Find how many lines in the material below hold the word "crate". Reply with that figure alone.

- Opening Delimiter -

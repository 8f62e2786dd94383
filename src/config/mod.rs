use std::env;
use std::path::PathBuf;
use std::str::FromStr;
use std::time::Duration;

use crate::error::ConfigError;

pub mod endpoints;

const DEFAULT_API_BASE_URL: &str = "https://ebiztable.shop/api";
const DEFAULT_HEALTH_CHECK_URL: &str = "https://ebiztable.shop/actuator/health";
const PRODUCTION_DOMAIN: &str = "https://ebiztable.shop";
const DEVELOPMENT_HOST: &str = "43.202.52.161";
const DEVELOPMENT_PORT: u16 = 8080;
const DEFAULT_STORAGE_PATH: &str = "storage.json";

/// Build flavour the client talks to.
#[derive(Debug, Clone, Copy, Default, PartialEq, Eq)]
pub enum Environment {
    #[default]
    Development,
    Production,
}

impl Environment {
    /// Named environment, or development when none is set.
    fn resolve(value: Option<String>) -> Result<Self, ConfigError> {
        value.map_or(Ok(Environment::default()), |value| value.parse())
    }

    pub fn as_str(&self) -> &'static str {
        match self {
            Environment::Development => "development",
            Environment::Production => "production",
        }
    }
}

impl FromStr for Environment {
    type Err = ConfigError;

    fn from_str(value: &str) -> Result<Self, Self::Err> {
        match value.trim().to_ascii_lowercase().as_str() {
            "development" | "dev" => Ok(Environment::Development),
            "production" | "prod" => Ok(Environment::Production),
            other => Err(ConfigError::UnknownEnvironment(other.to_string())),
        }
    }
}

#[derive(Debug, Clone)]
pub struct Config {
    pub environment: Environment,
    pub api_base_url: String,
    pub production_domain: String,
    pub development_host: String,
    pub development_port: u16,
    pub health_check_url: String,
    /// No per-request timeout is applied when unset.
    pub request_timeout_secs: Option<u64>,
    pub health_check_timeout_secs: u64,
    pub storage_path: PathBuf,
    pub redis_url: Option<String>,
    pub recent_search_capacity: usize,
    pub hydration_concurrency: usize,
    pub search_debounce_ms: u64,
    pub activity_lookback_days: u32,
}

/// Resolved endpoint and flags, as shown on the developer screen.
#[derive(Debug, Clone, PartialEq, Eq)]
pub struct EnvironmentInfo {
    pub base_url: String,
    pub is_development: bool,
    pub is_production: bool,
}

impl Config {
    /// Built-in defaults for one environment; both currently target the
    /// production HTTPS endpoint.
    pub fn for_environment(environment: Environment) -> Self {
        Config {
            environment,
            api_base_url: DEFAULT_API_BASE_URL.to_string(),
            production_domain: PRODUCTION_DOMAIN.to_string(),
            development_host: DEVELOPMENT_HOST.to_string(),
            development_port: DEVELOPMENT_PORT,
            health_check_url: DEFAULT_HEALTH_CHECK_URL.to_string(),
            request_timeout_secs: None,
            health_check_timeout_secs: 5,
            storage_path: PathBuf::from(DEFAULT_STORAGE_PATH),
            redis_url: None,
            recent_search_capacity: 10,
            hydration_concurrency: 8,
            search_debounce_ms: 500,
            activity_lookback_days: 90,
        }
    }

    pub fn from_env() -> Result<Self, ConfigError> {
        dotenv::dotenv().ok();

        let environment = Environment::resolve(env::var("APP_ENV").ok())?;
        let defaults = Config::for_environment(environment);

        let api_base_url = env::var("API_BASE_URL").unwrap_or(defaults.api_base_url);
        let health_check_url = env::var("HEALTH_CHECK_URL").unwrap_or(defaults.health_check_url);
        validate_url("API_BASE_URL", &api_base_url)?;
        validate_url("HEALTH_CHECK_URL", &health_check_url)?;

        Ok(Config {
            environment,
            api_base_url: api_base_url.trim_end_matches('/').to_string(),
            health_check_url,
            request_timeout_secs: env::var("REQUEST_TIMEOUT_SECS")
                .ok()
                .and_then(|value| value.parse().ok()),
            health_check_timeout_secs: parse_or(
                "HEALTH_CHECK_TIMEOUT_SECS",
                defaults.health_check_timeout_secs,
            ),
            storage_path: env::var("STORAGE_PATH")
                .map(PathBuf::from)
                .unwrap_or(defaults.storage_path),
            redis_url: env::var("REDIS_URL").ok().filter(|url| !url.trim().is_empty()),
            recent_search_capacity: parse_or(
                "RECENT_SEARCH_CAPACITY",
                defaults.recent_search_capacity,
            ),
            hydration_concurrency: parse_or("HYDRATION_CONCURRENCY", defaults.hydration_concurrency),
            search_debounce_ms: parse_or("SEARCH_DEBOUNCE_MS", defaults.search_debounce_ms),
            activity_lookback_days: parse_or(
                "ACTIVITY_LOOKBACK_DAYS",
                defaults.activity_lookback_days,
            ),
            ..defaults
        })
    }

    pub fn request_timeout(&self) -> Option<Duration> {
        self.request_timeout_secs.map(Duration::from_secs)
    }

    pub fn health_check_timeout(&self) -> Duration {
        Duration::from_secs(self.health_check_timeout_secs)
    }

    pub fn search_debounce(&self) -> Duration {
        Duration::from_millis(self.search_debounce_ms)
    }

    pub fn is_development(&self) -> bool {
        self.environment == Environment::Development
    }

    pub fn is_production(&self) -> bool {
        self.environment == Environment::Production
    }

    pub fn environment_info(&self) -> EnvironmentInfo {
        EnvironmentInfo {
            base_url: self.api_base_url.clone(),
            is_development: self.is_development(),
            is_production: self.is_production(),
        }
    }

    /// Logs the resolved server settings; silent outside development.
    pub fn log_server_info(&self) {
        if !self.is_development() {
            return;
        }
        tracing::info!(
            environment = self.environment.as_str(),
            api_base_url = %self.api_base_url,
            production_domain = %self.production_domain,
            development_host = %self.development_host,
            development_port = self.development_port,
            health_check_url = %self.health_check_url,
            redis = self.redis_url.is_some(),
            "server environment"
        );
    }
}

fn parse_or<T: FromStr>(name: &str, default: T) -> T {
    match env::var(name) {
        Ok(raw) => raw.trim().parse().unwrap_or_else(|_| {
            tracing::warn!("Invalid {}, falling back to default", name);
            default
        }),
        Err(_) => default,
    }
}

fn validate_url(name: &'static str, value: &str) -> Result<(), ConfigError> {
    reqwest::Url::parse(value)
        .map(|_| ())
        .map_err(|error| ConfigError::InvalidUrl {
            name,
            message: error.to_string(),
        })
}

- Closing Delimiter -
- Opening Delimiter -

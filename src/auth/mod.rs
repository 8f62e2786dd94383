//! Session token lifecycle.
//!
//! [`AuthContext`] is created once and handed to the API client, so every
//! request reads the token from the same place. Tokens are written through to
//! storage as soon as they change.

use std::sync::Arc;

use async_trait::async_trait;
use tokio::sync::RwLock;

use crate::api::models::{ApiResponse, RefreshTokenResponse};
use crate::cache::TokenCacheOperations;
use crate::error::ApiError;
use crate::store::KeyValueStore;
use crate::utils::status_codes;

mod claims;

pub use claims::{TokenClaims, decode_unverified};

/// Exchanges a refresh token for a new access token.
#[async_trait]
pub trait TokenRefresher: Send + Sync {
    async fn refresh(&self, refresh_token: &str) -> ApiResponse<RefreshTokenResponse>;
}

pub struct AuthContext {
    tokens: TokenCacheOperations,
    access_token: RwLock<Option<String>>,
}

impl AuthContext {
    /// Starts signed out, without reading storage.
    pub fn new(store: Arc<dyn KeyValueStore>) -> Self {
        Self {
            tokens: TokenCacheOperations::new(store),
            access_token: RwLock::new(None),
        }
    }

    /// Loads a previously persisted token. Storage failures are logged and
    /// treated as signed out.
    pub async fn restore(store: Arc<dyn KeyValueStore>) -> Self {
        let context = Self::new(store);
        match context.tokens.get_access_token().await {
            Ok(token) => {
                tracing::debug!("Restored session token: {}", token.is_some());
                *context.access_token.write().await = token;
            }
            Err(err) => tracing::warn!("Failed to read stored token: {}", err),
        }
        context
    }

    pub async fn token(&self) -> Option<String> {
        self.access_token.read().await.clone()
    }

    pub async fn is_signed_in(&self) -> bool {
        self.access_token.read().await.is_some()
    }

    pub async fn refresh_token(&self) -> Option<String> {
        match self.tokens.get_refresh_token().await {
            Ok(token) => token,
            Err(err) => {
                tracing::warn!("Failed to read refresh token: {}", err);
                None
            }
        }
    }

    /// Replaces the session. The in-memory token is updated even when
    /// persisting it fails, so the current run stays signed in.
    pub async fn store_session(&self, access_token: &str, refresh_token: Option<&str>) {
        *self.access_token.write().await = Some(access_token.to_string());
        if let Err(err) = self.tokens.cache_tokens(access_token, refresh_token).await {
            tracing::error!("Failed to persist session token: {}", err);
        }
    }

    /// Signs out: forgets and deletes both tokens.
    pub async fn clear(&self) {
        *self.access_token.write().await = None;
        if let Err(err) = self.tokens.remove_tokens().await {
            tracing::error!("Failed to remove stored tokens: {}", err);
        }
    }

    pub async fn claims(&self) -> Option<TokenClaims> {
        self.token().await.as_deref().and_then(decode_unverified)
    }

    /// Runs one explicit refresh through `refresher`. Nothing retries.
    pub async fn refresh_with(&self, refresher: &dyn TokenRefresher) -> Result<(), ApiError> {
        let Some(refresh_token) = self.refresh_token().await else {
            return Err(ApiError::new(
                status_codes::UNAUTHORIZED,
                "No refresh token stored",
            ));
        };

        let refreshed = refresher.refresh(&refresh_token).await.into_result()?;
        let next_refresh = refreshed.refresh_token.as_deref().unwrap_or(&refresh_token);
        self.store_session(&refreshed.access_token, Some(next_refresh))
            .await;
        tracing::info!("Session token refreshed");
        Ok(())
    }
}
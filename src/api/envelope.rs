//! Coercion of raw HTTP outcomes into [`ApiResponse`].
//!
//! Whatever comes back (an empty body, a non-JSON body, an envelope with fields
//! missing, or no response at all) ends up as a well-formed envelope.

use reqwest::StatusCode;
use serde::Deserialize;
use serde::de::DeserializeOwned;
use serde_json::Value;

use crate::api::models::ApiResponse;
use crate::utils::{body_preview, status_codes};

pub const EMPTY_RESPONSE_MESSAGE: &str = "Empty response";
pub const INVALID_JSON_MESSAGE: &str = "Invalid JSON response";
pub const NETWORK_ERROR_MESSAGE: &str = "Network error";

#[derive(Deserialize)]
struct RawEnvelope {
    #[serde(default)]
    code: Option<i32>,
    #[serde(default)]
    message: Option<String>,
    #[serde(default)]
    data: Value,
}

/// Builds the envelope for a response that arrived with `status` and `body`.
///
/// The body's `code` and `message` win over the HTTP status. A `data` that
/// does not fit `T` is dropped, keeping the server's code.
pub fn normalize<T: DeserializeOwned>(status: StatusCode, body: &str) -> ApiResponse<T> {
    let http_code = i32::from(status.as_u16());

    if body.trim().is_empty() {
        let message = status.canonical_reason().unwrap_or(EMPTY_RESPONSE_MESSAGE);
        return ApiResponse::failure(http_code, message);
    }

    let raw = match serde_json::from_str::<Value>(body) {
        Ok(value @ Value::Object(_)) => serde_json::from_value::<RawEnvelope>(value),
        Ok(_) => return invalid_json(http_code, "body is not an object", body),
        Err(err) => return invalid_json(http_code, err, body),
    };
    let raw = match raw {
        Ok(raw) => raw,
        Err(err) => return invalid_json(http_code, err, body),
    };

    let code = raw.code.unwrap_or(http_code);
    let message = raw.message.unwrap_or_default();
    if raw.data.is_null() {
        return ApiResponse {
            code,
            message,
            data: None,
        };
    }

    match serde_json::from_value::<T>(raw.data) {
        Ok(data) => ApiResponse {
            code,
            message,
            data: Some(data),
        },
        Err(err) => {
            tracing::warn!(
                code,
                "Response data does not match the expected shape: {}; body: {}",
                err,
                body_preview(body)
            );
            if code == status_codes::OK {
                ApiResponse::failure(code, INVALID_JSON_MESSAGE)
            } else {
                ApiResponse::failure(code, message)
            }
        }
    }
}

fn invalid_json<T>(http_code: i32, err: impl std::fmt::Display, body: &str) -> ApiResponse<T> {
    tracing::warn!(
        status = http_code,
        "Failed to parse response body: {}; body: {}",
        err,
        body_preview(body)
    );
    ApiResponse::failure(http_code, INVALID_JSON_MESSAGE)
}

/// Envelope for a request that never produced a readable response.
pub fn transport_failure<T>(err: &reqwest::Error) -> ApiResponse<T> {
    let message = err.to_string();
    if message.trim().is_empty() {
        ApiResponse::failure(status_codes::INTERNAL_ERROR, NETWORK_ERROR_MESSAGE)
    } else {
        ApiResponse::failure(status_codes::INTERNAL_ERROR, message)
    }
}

- Closing Delimiter -

ANSWER TO THE PROBLEM:
8